◆ Exercise goal: The line containing "self.events.lock().unwrap().clone()" marks the end, so write out exactly every line from the top of the entries below through that one.

◆ Data to examine:
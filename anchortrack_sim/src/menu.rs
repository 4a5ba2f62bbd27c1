//! Recording object-list sink for assertions.

use anchortrack_env::ObjectListSink;
use std::sync::Mutex;
use uuid::Uuid;

/// One menu notification as the engine emitted it.
#[derive(Debug, Clone, PartialEq, Eq)]
pub enum MenuEvent {
    Added {
        model_id: Uuid,
        instance_id: Uuid,
        display_name: String,
    },
    Removed {
        model_id: Uuid,
    },
}

/// Sink that records every notification for later inspection.
#[derive(Debug, Default)]
pub struct RecordingSink {
    events: Mutex<Vec<MenuEvent>>,
}

impl RecordingSink {
    pub fn new() -> Self {
        Self::default()
    }

    pub fn events(&self) -> Vec<MenuEvent> {
        self.events.lock().unwrap().clone()
    }

    pub fn added_count(&self) -> usize {
        self.events
            .lock()
            .unwrap()
            .iter()
            .filter(|e| matches!(e, MenuEvent::Added { .. }))
            .count()
    }

    pub fn removed_count(&self) -> usize {
        self.events
            .lock()
            .unwrap()
            .iter()
            .filter(|e| matches!(e, MenuEvent::Removed { .. }))
            .count()
    }
}

impl ObjectListSink for RecordingSink {
    fn object_added(&self, model_id: Uuid, instance_id: Uuid, display_name: &str) {
        self.events.lock().unwrap().push(MenuEvent::Added {
            model_id,
            instance_id,
            display_name: display_name.to_string(),
        });
    }

    fn object_removed(&self, model_id: Uuid) {
        self.events
            .lock()
            .unwrap()
            .push(MenuEvent::Removed { model_id });
    }
}
//! AnchorTrack simulation CLI.
//!
//! Runs the tracking engine against a scripted room and reports what it
//! found. Any run is reproducible from its seed.

use anchortrack_sim::{run_scenario, ScenarioConfig};
use clap::Parser;
use std::time::Duration;
use tracing::{info, Level};
use tracing_subscriber::FmtSubscriber;

#[derive(Parser, Debug)]
#[command(name = "anchortrack-sim", about = "AnchorTrack simulation harness")]
struct Args {
    /// Seed for the ground-truth world
    #[arg(long, default_value_t = 42)]
    seed: u64,

    /// Simulated duration in seconds
    #[arg(long, default_value_t = 5.0)]
    duration: f64,

    /// Main loop tick rate in Hz
    #[arg(long, default_value_t = 30)]
    tick_rate: u32,

    /// Emit the final report as JSON on stdout
    #[arg(long)]
    json: bool,

    /// Verbose (debug-level) logging
    #[arg(short, long)]
    verbose: bool,
}

#[tokio::main]
async fn main() {
    let args = Args::parse();

    let level = if args.verbose {
        Level::DEBUG
    } else {
        Level::INFO
    };
    let subscriber = FmtSubscriber::builder().with_max_level(level).finish();
    tracing::subscriber::set_global_default(subscriber).expect("subscriber already set");

    info!(seed = args.seed, duration = args.duration, "starting scenario");

    let report = run_scenario(ScenarioConfig {
        seed: args.seed,
        duration: Duration::from_secs_f64(args.duration),
        tick_rate_hz: args.tick_rate,
        ..Default::default()
    })
    .await;

    if args.json {
        match serde_json::to_string_pretty(&report) {
            Ok(json) => println!("{json}"),
            Err(err) => eprintln!("report serialization failed: {err}"),
        }
    } else {
        info!(
            placements = report.final_placements,
            tracked = report.final_tracked,
            menu_added = report.menu_added,
            menu_removed = report.menu_removed,
            "run complete"
        );
    }
}
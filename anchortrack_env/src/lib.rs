//! AnchorTrack Environment Abstraction Layer
//!
//! This crate isolates the tracking engine from everything it does not own:
//! the spatial-anchoring service, the object-management menu, and the host
//! clock/task system. The engine talks only to the traits defined here, so
//! the same code runs against the real device runtime in production and
//! against scripted mocks in simulation.
//!
//! # Seams
//!
//! - [`AnchorService`] - the spatial-anchoring collaborator (detection
//!   queries in, tracking events out)
//! - [`ObjectListSink`] - the object-management menu collaborator
//! - [`AnchorContext`] - clock, sleep, and background task spawning
//!
//! Detection results never come back as return values: the service raises
//! `Added` / `Updated` / `Removed` events on its own worker threads, and the
//! engine drains them once per tick on the main thread.

mod context;
mod error;
mod service;
mod sink;
mod tokio_impl;
mod types;

pub use context::AnchorContext;
pub use error::EnvError;
pub use service::AnchorService;
pub use sink::{NullSink, ObjectListSink};
pub use tokio_impl::TokioContext;
pub use types::{
    FieldOfView, ObjectEventArgs, ObjectLocation, ObjectQuery, ObservationMode, OrientedBox,
    SearchArea, Sphere, TrackingMode, WorldFrame,
};
//! Scripted spatial-anchoring service.
//!
//! Answers detection queries by testing ground-truth objects against the
//! submitted search volumes, then raises Added/Updated/Removed events from
//! a spawned background thread - the same cross-thread path the real
//! service uses, so the engine's queue handoff is exercised for real.

use anchortrack_core::{EventSender, TrackingEvent};
use anchortrack_env::{
    AnchorService, EnvError, ObjectEventArgs, ObjectLocation, ObjectQuery, OrientedBox,
    SearchArea, TrackingMode, WorldFrame,
};
use async_trait::async_trait;
use nalgebra::{Isometry3, Point3, UnitQuaternion, Vector3};
use std::collections::HashMap;
use std::sync::atomic::{AtomicBool, AtomicU64, Ordering};
use std::sync::Mutex;
use std::time::Duration;
use tracing::debug;
use uuid::Uuid;

/// A registered model: display name plus model-space geometry.
#[derive(Debug, Clone)]
struct ModelInfo {
    name: String,
    bounding_box: OrientedBox,
    origin_to_center: Isometry3<f64>,
}

/// Mock anchoring service backed by a ground-truth object list.
pub struct SimAnchorService {
    models: Mutex<HashMap<Uuid, ModelInfo>>,
    /// Ground-truth objects detection can find.
    objects: Mutex<Vec<crate::oracle::SimObject>>,
    /// Instances currently tracked, as the service would report them.
    tracked: Mutex<HashMap<Uuid, ObjectEventArgs>>,
    sender: Mutex<Option<EventSender>>,
    camera: Mutex<ObjectLocation>,
    localized: AtomicBool,
    /// Virtual clock in milliseconds, advanced by the runner.
    clock_ms: AtomicU64,
}

impl SimAnchorService {
    pub fn new() -> Self {
        Self {
            models: Mutex::new(HashMap::new()),
            objects: Mutex::new(Vec::new()),
            tracked: Mutex::new(HashMap::new()),
            sender: Mutex::new(None),
            camera: Mutex::new(ObjectLocation::identity()),
            localized: AtomicBool::new(true),
            clock_ms: AtomicU64::new(0),
        }
    }

    /// Registers a model with a box of the given extents.
    pub fn register_model(&self, model_id: Uuid, name: &str, extents: Vector3<f64>) {
        self.models.lock().unwrap().insert(
            model_id,
            ModelInfo {
                name: name.to_string(),
                bounding_box: OrientedBox {
                    center: Point3::origin(),
                    extents,
                    orientation: UnitQuaternion::identity(),
                },
                origin_to_center: Isometry3::identity(),
            },
        );
    }

    /// Loads the ground-truth objects detection can discover.
    pub fn load_world(&self, objects: Vec<crate::oracle::SimObject>) {
        *self.objects.lock().unwrap() = objects;
    }

    /// Connects the engine's event queue.
    pub fn connect(&self, sender: EventSender) {
        *self.sender.lock().unwrap() = Some(sender);
    }

    /// Moves the simulated wearer.
    pub fn set_camera(&self, pose: ObjectLocation) {
        *self.camera.lock().unwrap() = pose;
    }

    /// Controls whether the world frame resolves (false simulates a
    /// not-yet-localized headset).
    pub fn set_localized(&self, localized: bool) {
        self.localized.store(localized, Ordering::SeqCst);
    }

    /// Advances the service's virtual clock.
    pub fn advance_clock(&self, dt: Duration) {
        self.clock_ms
            .fetch_add(dt.as_millis() as u64, Ordering::SeqCst);
    }

    fn now(&self) -> Duration {
        Duration::from_millis(self.clock_ms.load(Ordering::SeqCst))
    }

    /// Simulates the service's own background pose refinement: every
    /// tracked instance gets a coverage bump and an Updated event.
    pub fn refine_tracked(&self, coverage_step: f64) {
        let now = self.now();
        let mut to_emit = Vec::new();
        {
            let mut tracked = self.tracked.lock().unwrap();
            for args in tracked.values_mut() {
                args.surface_coverage = (args.surface_coverage + coverage_step).min(1.0);
                args.last_updated = now;
                to_emit.push(TrackingEvent::Updated(args.clone()));
            }
        }
        self.emit_from_worker(to_emit);
    }

    /// Count of instances the service currently tracks.
    pub fn tracked_count(&self) -> usize {
        self.tracked.lock().unwrap().len()
    }

    // Events are raised from a spawned thread to mirror the real service's
    // callback threading.
    fn emit_from_worker(&self, events: Vec<TrackingEvent>) {
        if events.is_empty() {
            return;
        }
        let Some(sender) = self.sender.lock().unwrap().clone() else {
            return;
        };
        std::thread::spawn(move || {
            for event in events {
                sender.send(event);
            }
        });
    }
}

impl Default for SimAnchorService {
    fn default() -> Self {
        Self::new()
    }
}

#[async_trait]
impl AnchorService for SimAnchorService {
    fn model_ids(&self) -> Vec<Uuid> {
        self.models.lock().unwrap().keys().copied().collect()
    }

    fn model_name(&self, model_id: Uuid) -> Option<String> {
        self.models
            .lock()
            .unwrap()
            .get(&model_id)
            .map(|info| info.name.clone())
    }

    fn model_bounding_box(&self, model_id: Uuid) -> Option<OrientedBox> {
        self.models
            .lock()
            .unwrap()
            .get(&model_id)
            .map(|info| info.bounding_box)
    }

    fn model_origin_to_center_transform(&self, model_id: Uuid) -> Option<Isometry3<f64>> {
        self.models
            .lock()
            .unwrap()
            .get(&model_id)
            .map(|info| info.origin_to_center)
    }

    fn tracking_results(&self) -> Vec<ObjectEventArgs> {
        self.tracked.lock().unwrap().values().cloned().collect()
    }

    async fn detect_objects(&self, queries: &[ObjectQuery]) -> Result<(), EnvError> {
        let now = self.now();
        let mut to_emit = Vec::new();
        {
            let objects = self.objects.lock().unwrap();
            let mut tracked = self.tracked.lock().unwrap();

            for query in queries {
                for object in objects.iter().filter(|o| o.model_id == query.model_id) {
                    let visible = query
                        .search_areas
                        .iter()
                        .any(|area| contains(area, &object.location.position));
                    if !visible {
                        continue;
                    }

                    if let Some(existing) = tracked.get_mut(&object.instance_id) {
                        existing.location = Some(object.location);
                        existing.last_updated = now;
                        to_emit.push(TrackingEvent::Updated(existing.clone()));
                    } else if object.base_coverage >= query.min_surface_coverage {
                        let args = ObjectEventArgs {
                            model_id: object.model_id,
                            instance_id: object.instance_id,
                            location: Some(object.location),
                            surface_coverage: object.base_coverage,
                            scale_change: Vector3::new(1.0, 1.0, 1.0),
                            last_updated: now,
                            tracking_mode: TrackingMode::default(),
                        };
                        tracked.insert(object.instance_id, args.clone());
                        debug!(instance = %object.instance_id, "sim detection hit");
                        to_emit.push(TrackingEvent::Added(args));
                    }
                }
            }
        }
        self.emit_from_worker(to_emit);
        Ok(())
    }

    fn set_instance_tracking_mode(&self, instance_id: Uuid, mode: TrackingMode) {
        if let Some(args) = self.tracked.lock().unwrap().get_mut(&instance_id) {
            args.tracking_mode = mode;
        }
    }

    fn remove_instance(&self, instance_id: Uuid) {
        // Idempotent: removing an unknown instance is success.
        let removed = self.tracked.lock().unwrap().remove(&instance_id);
        if let Some(mut args) = removed {
            args.location = None;
            self.emit_from_worker(vec![TrackingEvent::Removed(args)]);
        }
    }

    fn world_frame(&self) -> Option<WorldFrame> {
        if self.localized.load(Ordering::SeqCst) {
            Some(WorldFrame::new())
        } else {
            None
        }
    }

    fn camera_pose(&self) -> ObjectLocation {
        *self.camera.lock().unwrap()
    }
}

/// Geometric containment of a point in a search volume.
pub fn contains(area: &SearchArea, point: &Point3<f64>) -> bool {
    match area {
        SearchArea::Box(bb) => {
            let local = bb.orientation.inverse() * (point - bb.center);
            local.x.abs() <= bb.extents.x * 0.5
                && local.y.abs() <= bb.extents.y * 0.5
                && local.z.abs() <= bb.extents.z * 0.5
        }
        SearchArea::Sphere(sphere) => (point - sphere.center).norm() <= sphere.radius,
        SearchArea::FieldOfView(fov) => {
            let local = fov.orientation.inverse() * (point - fov.position);
            if local.z <= 0.0 || local.z > fov.far_distance {
                return false;
            }
            let half_h = (fov.horizontal_fov_deg * 0.5).to_radians();
            let half_v = (fov.horizontal_fov_deg / fov.aspect_ratio * 0.5).to_radians();
            local.x.atan2(local.z).abs() <= half_h && local.y.atan2(local.z).abs() <= half_v
        }
    }
}
//! AnchorTrack simulation harness.
//!
//! Runs the tracking engine against a scripted spatial-anchoring service:
//! a seeded ground-truth world of placed objects, a mock service that
//! answers detection queries by geometric containment and raises events
//! from real background threads, and a scenario runner driving the main
//! tick at a fixed rate. Any run is reproducible from its seed.

pub mod menu;
pub mod oracle;
pub mod runner;
pub mod service;

pub use menu::RecordingSink;
pub use oracle::{SimObject, WorldOracle};
pub use runner::{run_scenario, ScenarioConfig, ScenarioReport};
pub use service::SimAnchorService;
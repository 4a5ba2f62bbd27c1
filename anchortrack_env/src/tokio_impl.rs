//! Production implementation of AnchorContext using Tokio.

use crate::AnchorContext;
use async_trait::async_trait;
use std::sync::Arc;
use std::time::{Duration, Instant};

/// Production context backed by Tokio.
///
/// Time comes from a monotonic `Instant`; tasks go straight to the
/// runtime's scheduler.
pub struct TokioContext {
    /// Start time for monotonic duration calculations
    start: Instant,
}

impl TokioContext {
    /// Creates a new TokioContext.
    pub fn new() -> Self {
        Self {
            start: Instant::now(),
        }
    }

    /// Creates an Arc-wrapped context for sharing across tasks.
    pub fn shared() -> Arc<Self> {
        Arc::new(Self::new())
    }
}

impl Default for TokioContext {
    fn default() -> Self {
        Self::new()
    }
}

#[async_trait]
impl AnchorContext for TokioContext {
    fn now(&self) -> Duration {
        self.start.elapsed()
    }

    async fn sleep(&self, duration: Duration) {
        tokio::time::sleep(duration).await;
    }

    fn spawn<F>(&self, name: &str, future: F)
    where
        F: std::future::Future<Output = ()> + Send + 'static,
    {
        let _ = name;
        tokio::spawn(future);
    }
}
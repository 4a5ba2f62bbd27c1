//! Object-management menu abstraction.

use uuid::Uuid;

/// Receives tracked-object add/remove notifications for display.
///
/// The production implementation backs the "Manage Tracked Objects" menu;
/// tests use [`NullSink`] or a recording mock.
pub trait ObjectListSink: Send + Sync + 'static {
    /// A new instance of a model was detected.
    fn object_added(&self, model_id: Uuid, instance_id: Uuid, display_name: &str);

    /// The tracked instance of a model went away.
    fn object_removed(&self, model_id: Uuid);
}

/// Sink that ignores all notifications.
#[derive(Debug, Default)]
pub struct NullSink;

impl ObjectListSink for NullSink {
    fn object_added(&self, _model_id: Uuid, _instance_id: Uuid, _display_name: &str) {}

    fn object_removed(&self, _model_id: Uuid) {}
}
impl<Ctx: AnchorContext> TrackingManager<Ctx> {
    /// Creates a manager with explicit collaborators. Search starts paused;
    /// call [`start_search`](Self::start_search) to begin detection cycles.
    pub fn new(
        service: Arc<dyn AnchorService>,
        sink: Arc<dyn ObjectListSink>,
        ctx: Arc<Ctx>,
        config: TrackingConfig,
    ) -> Self {
        Self {
            service,
            sink,
            ctx,
            config,
            queries: Arc::new(Mutex::new(HashMap::new())),
            placements: HashMap::new(),
            prev_states: HashMap::new(),
            model_names: HashMap::new(),
            events: Arc::new(EventQueue::new()),
            gate: Arc::new(DetectionGate::new()),
            searching: false,
        }
    }

    /// Snapshots the service's registered models: one query slot and one
    /// display name per model.
    pub fn register_models(&mut self) {
        let mut registry = lock_registry(&self.queries);
        for model_id in self.service.model_ids() {
            match self.service.model_name(model_id) {
                Some(name) => {
                    self.model_names.insert(model_id, name);
                }
                None => {
                    warn!(%model_id, "registered model has no display name");
                }
            }
            registry.entry(model_id).or_insert_with(|| ObjectQuery {
                model_id,
                search_areas: Vec::new(),
                min_surface_coverage: self.config.min_surface_coverage,
                expected_max_vertical_orientation_deg: self.config.max_vertical_orientation_deg,
                observation_mode: self.config.observation_mode,
            });
        }
        info!(models = registry.len(), "object queries initialized");
    }

    /// Producer handle for the service's event callbacks.
    pub fn event_sender(&self) -> EventSender {
        EventSender::new(self.events.clone())
    }

    /// One main-loop tick: drain events, advance smoothing, maybe start a
    /// detection cycle. Never blocks.
    pub fn tick(&mut self, dt: Duration) {
        self.process_events();
        self.advance_placements(dt);
        if self.searching {
            self.try_start_detection();
        }
    }

    /// Drains the event queue and dispatches each event. Per-event failures
    /// are logged and do not stop the drain.
    pub fn process_events(&mut self) {
        for event in self.events.drain() {
            if let Err(err) = self.dispatch(event) {
                warn!(error = %err, "event handling failed");
            }
        }
    }

    /// Advances every placement's smoothing by one frame delta.
    pub fn advance_placements(&mut self, dt: Duration) {
        for placement in self.placements.values_mut() {
            placement.transform.update(dt);
        }
    }

    fn dispatch(&mut self, event: TrackingEvent) -> Result<(), TrackingError> {
        match event {
            TrackingEvent::DetectionAttempted => {
                trace!("detection attempted");
                Ok(())
            }
            TrackingEvent::Added(args) => self.handle_added(args),
            TrackingEvent::Updated(args) => self.handle_updated(args),
            TrackingEvent::Removed(args) => {
                self.handle_removed(args);
                Ok(())
            }
        }
    }

    fn handle_added(&mut self, args: ObjectEventArgs) -> Result<(), TrackingError> {
        debug!(
            instance = %short_id(args.instance_id),
            coverage = format_args!("{:.4}", args.surface_coverage),
            "added"
        );
        let name = self
            .model_names
            .get(&args.model_id)
            .cloned()
            .ok_or(TrackingError::UnknownModel(args.model_id))?;

        self.service
            .set_instance_tracking_mode(args.instance_id, self.config.tracking_mode);
        self.sink.object_added(args.model_id, args.instance_id, &name);
        self.upsert_placement(&args, true)
    }

    fn handle_updated(&mut self, args: ObjectEventArgs) -> Result<(), TrackingError> {
        debug!(
            instance = %short_id(args.instance_id),
            coverage = format_args!("{:.4}", args.surface_coverage),
            "updated"
        );
        self.upsert_placement(&args, false)
    }

    /// Destroys the instance's placement. Silently a no-op when the
    /// instance is unknown, tolerating duplicate or out-of-order Removed
    /// events.
    fn handle_removed(&mut self, args: ObjectEventArgs) {
        debug!(instance = %short_id(args.instance_id), "removed");
        if let Some(placement) = self.placements.remove(&args.instance_id) {
            self.prev_states.remove(&placement.model_id);
            self.sink.object_removed(placement.model_id);
        }
    }

    /// Creates the placement if needed and applies the pose iff the
    /// update-suppression heuristic allows it.
    fn upsert_placement(
        &mut self,
        args: &ObjectEventArgs,
        force_new: bool,
    ) -> Result<(), TrackingError> {
        let name = self
            .model_names
            .get(&args.model_id)
            .cloned()
            .ok_or(TrackingError::UnknownModel(args.model_id))?;
        let model_box = self
            .service
            .model_bounding_box(args.model_id)
            .ok_or(TrackingError::UnknownModel(args.model_id))?;
        let origin_to_center = self
            .service
            .model_origin_to_center_transform(args.model_id)
            .ok_or(TrackingError::UnknownModel(args.model_id))?;

        let cur = InstanceState::from_args(args);
        let is_new = force_new || !self.placements.contains_key(&args.instance_id);

        if !self.placements.contains_key(&args.instance_id) {
            self.placements.insert(
                args.instance_id,
                Placement::new(
                    args.model_id,
                    args.instance_id,
                    name,
                    model_box,
                    origin_to_center,
                    &self.config,
                ),
            );
        }

        let decision = if is_new {
            UpdateDecision::New
        } else {
            match self.prev_states.get(&args.model_id) {
                Some(prev) => evaluate_update(prev, &cur, &self.config),
                None => UpdateDecision::New,
            }
        };

        let Some(placement) = self.placements.get_mut(&args.instance_id) else {
            return Ok(());
        };
        placement.refresh_wireframe(&model_box, args);

        if !decision.should_update() {
            debug!(instance = %short_id(args.instance_id), reason = %decision, "did not update");
            return Ok(());
        }

        let Some(location) = args.location else {
            // A fresh placement with no pose has nothing to show yet; the
            // next located update will place it.
            debug!(instance = %short_id(args.instance_id), "no pose to place yet");
            return Ok(());
        };

        debug!(instance = %short_id(args.instance_id), reason = %decision, "updating placement");
        let instantaneous = matches!(decision, UpdateDecision::New);
        placement.apply_pose(location.position, location.orientation, instantaneous);
        // The snapshot is overwritten unconditionally whenever an update is
        // applied.
        self.prev_states.insert(args.model_id, cur);
        Ok(())
    }

    /// Explicit re-track request from the object menu: drop the instance
    /// on the service and locally.
    pub fn reset_instance(&mut self, model_id: Uuid, instance_id: Uuid) {
        self.service.remove_instance(instance_id);
        self.placements.remove(&instance_id);
        self.prev_states.remove(&model_id);
    }

    /// Resumes detection cycles.
    pub fn start_search(&mut self) {
        self.searching = true;
        info!("search started");
    }

    /// Stops issuing new detection cycles. An in-flight cycle finishes on
    /// its own.
    pub fn stop_search(&mut self) {
        self.searching = false;
        info!("search stopped");
    }

    pub fn toggle_search(&mut self) {
        if self.searching {
            self.stop_search();
        } else {
            self.start_search();
        }
    }

    pub fn is_searching(&self) -> bool {
        self.searching
    }

    /// Starts a detection cycle unless one is already in flight. Returns
    /// true if this call won the slot and spawned a cycle.
    pub fn try_start_detection(&self) -> bool {
        if !self.gate.try_begin() {
            return false;
        }

        let service = self.service.clone();
        let queries = self.queries.clone();
        let events = self.events.clone();
        let config = self.config.clone();
        let gate = self.gate.clone();
        let ctx = self.ctx.clone();

        self.ctx.spawn("detection-cycle", async move {
            // Errors stay on this task: logged here, never thrown across
            // the thread boundary.
            if let Err(err) = run_detection_cycle(service, queries, events, &config, ctx).await {
                warn!(error = %err, "detection failed");
            }
            gate.complete();
        });
        true
    }

    /// Stops searching, waits (bounded) for any in-flight cycle, then
    /// releases all queries and placements.
    pub async fn shutdown(&mut self) {
        self.searching = false;

        let mut attempts = 0;
        while self.gate.is_in_flight() && attempts < 200 {
            self.ctx.sleep(Duration::from_millis(5)).await;
            attempts += 1;
        }
        if self.gate.is_in_flight() {
            warn!("abandoning in-flight detection cycle");
        }

        lock_registry(&self.queries).clear();
        self.placements.clear();
        self.prev_states.clear();
        info!("tracking manager shut down");
    }

    /// Placement for one instance, if it exists.
    pub fn placement(&self, instance_id: Uuid) -> Option<&Placement> {
        self.placements.get(&instance_id)
    }

    /// All current placements.
    pub fn placements(&self) -> impl Iterator<Item = &Placement> {
        self.placements.values()
    }

    /// Number of instances currently placed.
    pub fn placement_count(&self) -> usize {
        self.placements.len()
    }

    /// Shared query registry handle (for harnesses driving the cycle
    /// directly).
    pub fn query_registry(&self) -> Arc<Mutex<HashMap<Uuid, ObjectQuery>>> {
        self.queries.clone()
    }

    pub fn detection_gate(&self) -> Arc<DetectionGate> {
        self.gate.clone()
    }
}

◆ Written response:
filename anchortrack_sim/src/menu.rs
repository 4a5ba2f62bbd27c1
//! Recording object-list sink for assertions.

use anchortrack_env::ObjectListSink;
use std::sync::Mutex;
use uuid::Uuid;

/// One menu notification as the engine emitted it.
#[derive(Debug, Clone, PartialEq, Eq)]
pub enum MenuEvent {
    Added {
        model_id: Uuid,
        instance_id: Uuid,
        display_name: String,
    },
    Removed {
        model_id: Uuid,
    },
}

/// Sink that records every notification for later inspection.
#[derive(Debug, Default)]
pub struct RecordingSink {
    events: Mutex<Vec<MenuEvent>>,
}

impl RecordingSink {
    pub fn new() -> Self {
        Self::default()
    }

    pub fn events(&self) -> Vec<MenuEvent> {
        self.events.lock().unwrap().clone()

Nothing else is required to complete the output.